> Task input:
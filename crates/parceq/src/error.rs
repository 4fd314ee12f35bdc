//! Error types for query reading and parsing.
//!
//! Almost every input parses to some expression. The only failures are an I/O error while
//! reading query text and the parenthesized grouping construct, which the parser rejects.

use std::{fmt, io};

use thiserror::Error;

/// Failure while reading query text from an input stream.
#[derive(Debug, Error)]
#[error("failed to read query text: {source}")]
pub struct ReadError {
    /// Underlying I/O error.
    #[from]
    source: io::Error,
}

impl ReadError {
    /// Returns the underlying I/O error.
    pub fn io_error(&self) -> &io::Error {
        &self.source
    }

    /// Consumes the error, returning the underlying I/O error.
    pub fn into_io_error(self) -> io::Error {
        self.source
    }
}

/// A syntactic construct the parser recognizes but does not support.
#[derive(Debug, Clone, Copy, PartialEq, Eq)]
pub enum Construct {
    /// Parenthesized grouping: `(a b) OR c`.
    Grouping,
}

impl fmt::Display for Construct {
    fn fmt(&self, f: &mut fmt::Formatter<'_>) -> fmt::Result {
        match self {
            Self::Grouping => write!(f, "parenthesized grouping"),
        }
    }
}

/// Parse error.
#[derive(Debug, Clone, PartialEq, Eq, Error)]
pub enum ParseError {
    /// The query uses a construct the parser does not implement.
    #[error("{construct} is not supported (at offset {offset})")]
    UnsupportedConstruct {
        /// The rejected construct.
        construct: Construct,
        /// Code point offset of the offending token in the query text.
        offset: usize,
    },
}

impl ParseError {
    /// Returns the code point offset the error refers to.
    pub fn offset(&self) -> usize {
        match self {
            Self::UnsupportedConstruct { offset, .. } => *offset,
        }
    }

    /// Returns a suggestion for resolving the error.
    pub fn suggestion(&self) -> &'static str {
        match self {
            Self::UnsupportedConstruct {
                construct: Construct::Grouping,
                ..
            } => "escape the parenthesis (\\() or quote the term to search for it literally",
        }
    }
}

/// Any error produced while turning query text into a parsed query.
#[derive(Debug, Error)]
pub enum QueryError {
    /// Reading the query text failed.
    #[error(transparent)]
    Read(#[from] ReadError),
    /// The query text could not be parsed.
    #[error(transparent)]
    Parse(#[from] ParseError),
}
==
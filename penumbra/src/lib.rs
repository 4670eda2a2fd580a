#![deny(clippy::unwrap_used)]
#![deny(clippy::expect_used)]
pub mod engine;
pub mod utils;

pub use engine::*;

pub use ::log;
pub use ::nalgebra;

> Task brief: In how many lines of the material does the word "filename" appear? Give only the number.

> Answer section: 2